# Task details
I'd like every line from the material below that has "StatusCode" in it.

# Dataset excerpts

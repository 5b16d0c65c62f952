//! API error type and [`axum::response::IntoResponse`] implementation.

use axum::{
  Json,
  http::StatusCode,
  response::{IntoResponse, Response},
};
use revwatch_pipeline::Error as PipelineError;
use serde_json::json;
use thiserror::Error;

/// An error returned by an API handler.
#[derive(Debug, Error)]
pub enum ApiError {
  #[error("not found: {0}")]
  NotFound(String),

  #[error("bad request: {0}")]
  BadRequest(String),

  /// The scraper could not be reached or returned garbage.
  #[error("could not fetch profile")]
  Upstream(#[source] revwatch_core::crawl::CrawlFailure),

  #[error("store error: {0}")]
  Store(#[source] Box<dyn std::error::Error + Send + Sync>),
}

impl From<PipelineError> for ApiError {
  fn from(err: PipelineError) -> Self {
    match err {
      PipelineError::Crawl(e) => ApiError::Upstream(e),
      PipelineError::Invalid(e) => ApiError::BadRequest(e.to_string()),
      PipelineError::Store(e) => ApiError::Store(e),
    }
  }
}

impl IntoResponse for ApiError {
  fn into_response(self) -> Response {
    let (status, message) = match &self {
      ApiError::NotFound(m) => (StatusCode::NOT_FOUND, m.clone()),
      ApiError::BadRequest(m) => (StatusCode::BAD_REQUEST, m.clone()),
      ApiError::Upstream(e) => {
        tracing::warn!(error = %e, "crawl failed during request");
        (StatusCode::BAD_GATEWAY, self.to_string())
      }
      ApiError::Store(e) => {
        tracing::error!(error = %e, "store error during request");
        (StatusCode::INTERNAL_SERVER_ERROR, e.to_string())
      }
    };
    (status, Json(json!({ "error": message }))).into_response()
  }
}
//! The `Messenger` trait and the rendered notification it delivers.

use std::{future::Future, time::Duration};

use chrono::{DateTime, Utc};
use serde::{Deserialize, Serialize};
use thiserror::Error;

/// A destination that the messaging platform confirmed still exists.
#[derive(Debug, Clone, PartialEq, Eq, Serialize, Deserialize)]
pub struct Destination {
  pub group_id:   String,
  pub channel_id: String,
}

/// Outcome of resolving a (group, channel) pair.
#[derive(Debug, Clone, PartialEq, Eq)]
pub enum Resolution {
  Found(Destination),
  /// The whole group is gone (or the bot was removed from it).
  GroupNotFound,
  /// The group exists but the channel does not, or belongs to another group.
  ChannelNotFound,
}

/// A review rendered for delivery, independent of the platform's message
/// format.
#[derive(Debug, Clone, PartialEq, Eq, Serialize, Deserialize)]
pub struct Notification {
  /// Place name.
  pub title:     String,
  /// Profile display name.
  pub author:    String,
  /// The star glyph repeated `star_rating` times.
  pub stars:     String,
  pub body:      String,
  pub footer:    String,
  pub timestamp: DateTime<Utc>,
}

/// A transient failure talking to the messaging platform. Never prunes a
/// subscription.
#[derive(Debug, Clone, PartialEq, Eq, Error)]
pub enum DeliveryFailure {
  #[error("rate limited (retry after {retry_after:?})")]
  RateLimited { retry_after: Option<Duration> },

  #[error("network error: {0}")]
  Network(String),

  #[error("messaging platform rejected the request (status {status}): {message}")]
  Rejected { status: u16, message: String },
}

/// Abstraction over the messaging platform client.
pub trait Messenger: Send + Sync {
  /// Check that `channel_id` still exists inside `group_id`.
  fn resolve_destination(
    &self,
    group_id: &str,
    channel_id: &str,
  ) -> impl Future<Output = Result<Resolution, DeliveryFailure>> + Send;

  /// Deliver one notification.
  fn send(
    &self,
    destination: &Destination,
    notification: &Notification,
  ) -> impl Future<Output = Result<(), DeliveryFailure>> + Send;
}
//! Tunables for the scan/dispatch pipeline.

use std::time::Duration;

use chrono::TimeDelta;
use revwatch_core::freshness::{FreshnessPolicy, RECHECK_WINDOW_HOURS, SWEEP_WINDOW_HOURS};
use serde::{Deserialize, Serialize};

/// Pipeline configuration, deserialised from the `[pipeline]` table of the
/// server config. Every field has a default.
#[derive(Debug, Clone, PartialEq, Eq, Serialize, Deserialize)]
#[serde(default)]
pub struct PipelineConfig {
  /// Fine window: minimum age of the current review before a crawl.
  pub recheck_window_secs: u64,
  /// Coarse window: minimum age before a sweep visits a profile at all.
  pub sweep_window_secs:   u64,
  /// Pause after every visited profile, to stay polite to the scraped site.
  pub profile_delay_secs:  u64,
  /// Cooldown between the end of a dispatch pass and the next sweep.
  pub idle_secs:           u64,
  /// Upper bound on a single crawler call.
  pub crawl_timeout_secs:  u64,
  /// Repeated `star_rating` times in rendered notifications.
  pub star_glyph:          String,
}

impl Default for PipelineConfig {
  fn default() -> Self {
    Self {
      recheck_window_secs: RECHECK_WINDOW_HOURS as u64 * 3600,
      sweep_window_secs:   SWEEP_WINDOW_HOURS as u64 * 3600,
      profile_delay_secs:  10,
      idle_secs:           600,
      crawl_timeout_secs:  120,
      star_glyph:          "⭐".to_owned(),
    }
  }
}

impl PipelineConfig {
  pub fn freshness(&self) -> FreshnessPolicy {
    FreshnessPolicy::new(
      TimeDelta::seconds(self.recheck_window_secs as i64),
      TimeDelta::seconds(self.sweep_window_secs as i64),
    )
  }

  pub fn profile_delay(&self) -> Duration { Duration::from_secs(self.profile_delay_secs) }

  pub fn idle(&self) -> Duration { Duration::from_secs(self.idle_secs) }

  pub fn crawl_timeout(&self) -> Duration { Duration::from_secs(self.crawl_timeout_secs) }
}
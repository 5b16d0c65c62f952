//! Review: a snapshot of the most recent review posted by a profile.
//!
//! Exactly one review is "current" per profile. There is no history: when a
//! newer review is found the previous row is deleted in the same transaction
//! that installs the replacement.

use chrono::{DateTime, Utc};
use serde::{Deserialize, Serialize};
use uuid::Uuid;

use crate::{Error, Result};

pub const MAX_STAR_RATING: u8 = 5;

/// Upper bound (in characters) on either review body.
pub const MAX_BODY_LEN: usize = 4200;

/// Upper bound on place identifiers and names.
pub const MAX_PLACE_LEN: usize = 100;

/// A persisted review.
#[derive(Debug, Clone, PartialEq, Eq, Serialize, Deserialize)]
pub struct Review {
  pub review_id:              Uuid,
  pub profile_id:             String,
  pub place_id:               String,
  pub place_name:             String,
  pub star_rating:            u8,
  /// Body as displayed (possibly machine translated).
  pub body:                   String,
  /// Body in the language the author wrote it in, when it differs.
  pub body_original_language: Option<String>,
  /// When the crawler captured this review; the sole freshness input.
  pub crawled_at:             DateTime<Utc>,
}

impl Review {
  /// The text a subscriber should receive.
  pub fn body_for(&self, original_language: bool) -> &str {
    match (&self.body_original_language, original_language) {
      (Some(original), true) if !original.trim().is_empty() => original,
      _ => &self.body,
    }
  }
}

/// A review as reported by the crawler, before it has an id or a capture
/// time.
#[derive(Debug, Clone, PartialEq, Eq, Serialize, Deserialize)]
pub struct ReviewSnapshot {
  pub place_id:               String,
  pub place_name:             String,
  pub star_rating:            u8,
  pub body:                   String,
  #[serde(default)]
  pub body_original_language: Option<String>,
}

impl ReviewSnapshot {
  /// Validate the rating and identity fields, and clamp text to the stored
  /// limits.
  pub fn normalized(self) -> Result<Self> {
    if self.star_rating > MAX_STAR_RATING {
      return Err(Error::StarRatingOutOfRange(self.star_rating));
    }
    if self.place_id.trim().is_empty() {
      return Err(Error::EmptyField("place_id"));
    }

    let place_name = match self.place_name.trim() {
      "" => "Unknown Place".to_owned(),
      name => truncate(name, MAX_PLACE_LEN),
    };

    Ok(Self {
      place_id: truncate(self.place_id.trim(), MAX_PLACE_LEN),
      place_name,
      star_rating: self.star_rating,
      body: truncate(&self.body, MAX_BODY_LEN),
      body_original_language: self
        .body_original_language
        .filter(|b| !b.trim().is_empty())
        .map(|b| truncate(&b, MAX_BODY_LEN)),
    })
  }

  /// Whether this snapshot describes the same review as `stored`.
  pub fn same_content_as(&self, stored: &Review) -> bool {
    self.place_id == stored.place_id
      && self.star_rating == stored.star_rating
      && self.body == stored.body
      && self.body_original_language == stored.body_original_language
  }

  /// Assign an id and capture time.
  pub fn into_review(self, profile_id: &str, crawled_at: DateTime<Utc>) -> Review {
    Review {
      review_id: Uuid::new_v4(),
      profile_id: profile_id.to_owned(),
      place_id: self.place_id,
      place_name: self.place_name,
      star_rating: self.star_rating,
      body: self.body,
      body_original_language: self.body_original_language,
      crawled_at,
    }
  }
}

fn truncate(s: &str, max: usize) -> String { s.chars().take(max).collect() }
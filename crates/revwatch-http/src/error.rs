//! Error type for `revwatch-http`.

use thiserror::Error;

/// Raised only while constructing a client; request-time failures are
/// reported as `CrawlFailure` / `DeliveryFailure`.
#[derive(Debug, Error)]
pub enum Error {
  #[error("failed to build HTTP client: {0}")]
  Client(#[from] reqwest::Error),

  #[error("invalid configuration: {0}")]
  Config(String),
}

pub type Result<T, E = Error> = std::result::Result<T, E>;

...

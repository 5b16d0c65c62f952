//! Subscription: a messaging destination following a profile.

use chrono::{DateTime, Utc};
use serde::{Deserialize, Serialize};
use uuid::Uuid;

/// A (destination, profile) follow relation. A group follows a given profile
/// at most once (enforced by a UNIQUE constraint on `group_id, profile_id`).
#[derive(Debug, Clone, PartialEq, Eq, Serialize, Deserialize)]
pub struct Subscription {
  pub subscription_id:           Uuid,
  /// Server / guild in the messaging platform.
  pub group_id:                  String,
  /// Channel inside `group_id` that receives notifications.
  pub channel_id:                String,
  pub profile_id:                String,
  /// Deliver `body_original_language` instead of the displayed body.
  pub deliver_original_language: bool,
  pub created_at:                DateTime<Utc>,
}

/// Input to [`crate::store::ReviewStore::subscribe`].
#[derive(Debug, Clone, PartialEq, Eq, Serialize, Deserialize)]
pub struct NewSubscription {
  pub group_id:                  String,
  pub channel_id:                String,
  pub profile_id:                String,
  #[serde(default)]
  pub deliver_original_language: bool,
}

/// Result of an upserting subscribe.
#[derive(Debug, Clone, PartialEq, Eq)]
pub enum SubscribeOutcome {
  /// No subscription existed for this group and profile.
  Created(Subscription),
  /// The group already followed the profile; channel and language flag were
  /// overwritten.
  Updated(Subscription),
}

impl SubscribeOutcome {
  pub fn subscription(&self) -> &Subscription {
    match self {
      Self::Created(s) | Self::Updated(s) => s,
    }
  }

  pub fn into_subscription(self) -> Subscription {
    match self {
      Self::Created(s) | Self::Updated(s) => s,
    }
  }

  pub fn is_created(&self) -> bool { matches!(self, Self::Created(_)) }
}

# Output for this exercise
  http::StatusCode,
      ApiError::NotFound(m) => (StatusCode::NOT_FOUND, m.clone()),
      ApiError::BadRequest(m) => (StatusCode::BAD_REQUEST, m.clone()),
        (StatusCode::BAD_GATEWAY, self.to_string())
        (StatusCode::INTERNAL_SERVER_ERROR, e.to_string())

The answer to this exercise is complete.